A regulatory decision is scheduled for Aug. 17 after Viiv submitted an application on Dec. 17, the London-based company said in a statement today. The FDA gave dolutegravir priority review status, which is granted to drugs that have the potential to offer significant improvement over existing therapies or where no adequate treatment exists, the company said.
Dolutegravir may challenge the world’s best-selling AIDS medicine, made by Gilead Sciences Inc. The drug, combined with one of ViiV’s older treatments, reduced the HIV virus to undetectable levels in more people than Gilead’s Atripla in a clinical trial released in July. ViiV also submitted an application for European Union approval on Dec. 17.

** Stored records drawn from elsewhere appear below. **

//! Persisted per-stage metadata.
//!
//! Each stage writes one small JSON record after it succeeds. Records are
//! overwritten wholesale and never versioned; anything unreadable is treated
//! as if it were absent, which only ever causes extra rebuilds.

use std::fs;
use std::io;
use std::path::Path;

use serde::de::DeserializeOwned;
use serde::{Deserialize, Serialize};

use crate::error::{BuildError, BuildResult};
use crate::flags::BuildMode;
use crate::hash::ContentHash;
use crate::stamp;

/// Outcome of loading an auxiliary file (metadata record or depfile).
#[derive(Clone, Debug, PartialEq, Eq)]
pub enum AuxFile<T> {
    Present(T),
    Missing,
    /// The file exists but could not be read or parsed.
    Malformed(String),
}

impl<T> AuxFile<T> {
    pub fn into_option(self) -> Option<T> {
        match self {
            AuxFile::Present(value) => Some(value),
            AuxFile::Missing | AuxFile::Malformed(_) => None,
        }
    }

    pub fn as_ref(&self) -> AuxFile<&T> {
        match self {
            AuxFile::Present(value) => AuxFile::Present(value),
            AuxFile::Missing => AuxFile::Missing,
            AuxFile::Malformed(msg) => AuxFile::Malformed(msg.clone()),
        }
    }

    pub fn is_present(&self) -> bool {
        matches!(self, AuxFile::Present(_))
    }
}

/// Read and decode a JSON record.
pub fn load_json<T: DeserializeOwned>(path: &Path) -> AuxFile<T> {
    let text = match fs::read_to_string(path) {
        Ok(text) => text,
        Err(e) if e.kind() == io::ErrorKind::NotFound => return AuxFile::Missing,
        Err(e) => {
            tracing::warn!(path = %path.display(), error = %e, "unreadable metadata, ignoring");
            return AuxFile::Malformed(e.to_string());
        }
    };
    match serde_json::from_str(&text) {
        Ok(value) => AuxFile::Present(value),
        Err(e) => {
            tracing::warn!(path = %path.display(), error = %e, "corrupt metadata, ignoring");
            AuxFile::Malformed(e.to_string())
        }
    }
}

/// Encode a record as pretty JSON and write it atomically.
pub fn save_json<T: Serialize>(path: &Path, value: &T) -> BuildResult<()> {
    let json = serde_json::to_vec_pretty(value)
        .map_err(|e| BuildError::io(path, io::Error::new(io::ErrorKind::InvalidData, e)))?;
    stamp::write_atomic(path, &json)
}

/// A metadata record stored as a JSON file.
pub trait MetadataFile: Serialize + DeserializeOwned {
    fn load(path: &Path) -> AuxFile<Self> {
        load_json(path)
    }

    fn save(&self, path: &Path) -> BuildResult<()> {
        save_json(path, self)
    }
}

/// Inputs a precompiled header was built from.
#[derive(Clone, Debug, PartialEq, Eq, Serialize, Deserialize)]
pub struct PchMetadata {
    pub header_content_hash: ContentHash,
    pub flags_hash: ContentHash,
    pub compiler_version: String,
}

impl MetadataFile for PchMetadata {}

/// Fast-path record for a compiled set of units.
///
/// Written for the library stage and, separately, for the sketch stage.
#[derive(Clone, Debug, PartialEq, Eq, Serialize, Deserialize)]
pub struct LibraryMetadata {
    pub flags_hash: ContentHash,
    pub build_mode: BuildMode,
    pub source_count: usize,
    pub object_count: usize,
}

impl MetadataFile for LibraryMetadata {}

/// Link flags the current artifact was linked with.
#[derive(Clone, Debug, PartialEq, Eq, Serialize, Deserialize)]
pub struct LinkMetadata {
    pub link_flags_hash: ContentHash,
}

impl MetadataFile for LinkMetadata {}

#[cfg(test)]
mod tests {
    use super::*;
    use crate::hash::hash_string;
    use pretty_assertions::assert_eq;

    fn sample() -> LibraryMetadata {
        LibraryMetadata {
            flags_hash: hash_string("-O2"),
            build_mode: BuildMode::Quick,
            source_count: 3,
            object_count: 3,
        }
    }

    #[test]
    fn test_save_then_load() {
        let dir = tempfile::tempdir().unwrap();
        let path = dir.path().join("library_metadata.json");
        sample().save(&path).unwrap();

        assert_eq!(LibraryMetadata::load(&path), AuxFile::Present(sample()));
    }

    #[test]
    fn test_missing_file() {
        let dir = tempfile::tempdir().unwrap();
        let loaded = PchMetadata::load(&dir.path().join("pch_metadata.json"));
        assert_eq!(loaded, AuxFile::Missing);
    }

    #[test]
    fn test_corrupt_file_is_malformed_not_error() {
        let dir = tempfile::tempdir().unwrap();
        let path = dir.path().join("link_metadata.json");
        fs::write(&path, "{ \"link_flags_hash\": 12").unwrap();

        let loaded = LinkMetadata::load(&path);
        assert!(matches!(loaded, AuxFile::Malformed(_)));
        assert_eq!(loaded.into_option(), None);
    }

    #[test]
    fn test_wrong_shape_is_malformed() {
        let dir = tempfile::tempdir().unwrap();
        let path = dir.path().join("pch_metadata.json");
        fs::write(&path, r#"{"header_content_hash": "zz"}"#).unwrap();
        assert!(matches!(PchMetadata::load(&path), AuxFile::Malformed(_)));
    }

    #[test]
    fn test_json_shape() {
        let json = serde_json::to_value(sample()).unwrap();
        assert_eq!(json["build_mode"], "quick");
        assert_eq!(json["source_count"], 3);
        assert!(json["flags_hash"].is_string());
    }
}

If approved, dolutegravir would be the second in a new class of HIV medicines called integrase inhibitors that work by blocking HIV’s ability to replicate.
ViiV is Glaxo’s joint-venture with New York-based Pfizer Inc. and Japan’s Shionogi & Co. In October, the companies said Shionogi will get a 10 percent stake in ViiV, with London-based Glaxo owning 76.5 percent and Pfizer 13.5 percent.